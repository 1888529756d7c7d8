/// All user-facing strings, kept together so wording stays consistent.
pub struct UiText {
    pub app_title: &'static str,

    // Ticker search
    pub ticker_heading: &'static str,
    pub ticker_hint: &'static str,
    pub ticker_search_button: &'static str,
    pub ticker_suggestions_label: &'static str,
    pub ticker_loading: &'static str,
    pub ticker_not_found: &'static str,
    pub ticker_price_label: &'static str,
    pub ticker_placeholder: &'static str,

    // Strategy form
    pub strategy_heading: &'static str,
    pub initial_investment_label: &'static str,
    pub regular_investment_label: &'static str,
    pub frequency_label: &'static str,
    pub start_date_label: &'static str,
    pub strategy_label: &'static str,
    pub strategy_parameters_heading: &'static str,
    pub run_button: &'static str,
    pub running_label: &'static str,
    pub add_to_compare_button: &'static str,
    pub save_button: &'static str,
    pub new_entry_button: &'static str,
    pub catalog_unavailable: &'static str,

    // Comparison list
    pub comparison_heading: &'static str,
    pub comparison_empty: &'static str,
    pub remove_button: &'static str,

    // Charts
    pub price_chart_heading: &'static str,
    pub reset_zoom_button: &'static str,
    pub window_from_label: &'static str,
    pub window_to_label: &'static str,
    pub zoom_hint: &'static str,
    pub comparison_charts_heading: &'static str,

    // Results
    pub results_heading: &'static str,
    pub col_strategy: &'static str,
    pub col_start: &'static str,
    pub col_duration: &'static str,
    pub col_invested: &'static str,
    pub col_value: &'static str,
    pub col_returns: &'static str,
    pub col_percentage_returns: &'static str,

    // Alerts
    pub alert_title: &'static str,
    pub alert_dismiss: &'static str,
}

pub const UI_TEXT: UiText = UiText {
    app_title: "Backtest Dashboard",

    ticker_heading: "Ticker",
    ticker_hint: "e.g. MSFT",
    ticker_search_button: "Search",
    ticker_suggestions_label: "Try:",
    ticker_loading: "Looking up ticker...",
    ticker_not_found: "The ticker does not exist, please try another",
    ticker_price_label: "Current price",
    ticker_placeholder: "Search for a ticker to get started.",

    strategy_heading: "Strategy",
    initial_investment_label: "Initial investment",
    regular_investment_label: "Regular investment",
    frequency_label: "Every",
    start_date_label: "Start date",
    strategy_label: "Strategy",
    strategy_parameters_heading: "Strategy parameters",
    run_button: "Run",
    running_label: "Running...",
    add_to_compare_button: "Add to compare",
    save_button: "Save",
    new_entry_button: "New",
    catalog_unavailable: "Strategies unavailable (is the backend running?)",

    comparison_heading: "Compare",
    comparison_empty: "Add strategies to compare them side by side.",
    remove_button: "Remove",

    price_chart_heading: "Price",
    reset_zoom_button: "Reset",
    window_from_label: "From",
    window_to_label: "To",
    zoom_hint: "Drag on the chart to zoom",
    comparison_charts_heading: "Comparison",

    results_heading: "Results",
    col_strategy: "Strategy",
    col_start: "Start",
    col_duration: "Duration",
    col_invested: "Invested",
    col_value: "Value",
    col_returns: "Returns",
    col_percentage_returns: "% Returns",

    alert_title: "Something went wrong",
    alert_dismiss: "OK",
};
###
Will you return exactly the lines above from the one with "pub strategy_parameters_heading: &'static" down to the one with "pub col_returns: &'static", counting both as part of the range?

Your solution -
    pub strategy_parameters_heading: &'static str,
    pub run_button: &'static str,
    pub running_label: &'static str,
    pub add_to_compare_button: &'static str,
    pub save_button: &'static str,
    pub new_entry_button: &'static str,
    pub catalog_unavailable: &'static str,

    // Comparison list
    pub comparison_heading: &'static str,
    pub comparison_empty: &'static str,
    pub remove_button: &'static str,

    // Charts
    pub price_chart_heading: &'static str,
    pub reset_zoom_button: &'static str,
    pub window_from_label: &'static str,
    pub window_to_label: &'static str,
    pub zoom_hint: &'static str,
    pub comparison_charts_heading: &'static str,

    // Results
    pub results_heading: &'static str,
    pub col_strategy: &'static str,
    pub col_start: &'static str,
    pub col_duration: &'static str,
    pub col_invested: &'static str,
    pub col_value: &'static str,
    pub col_returns: &'static str,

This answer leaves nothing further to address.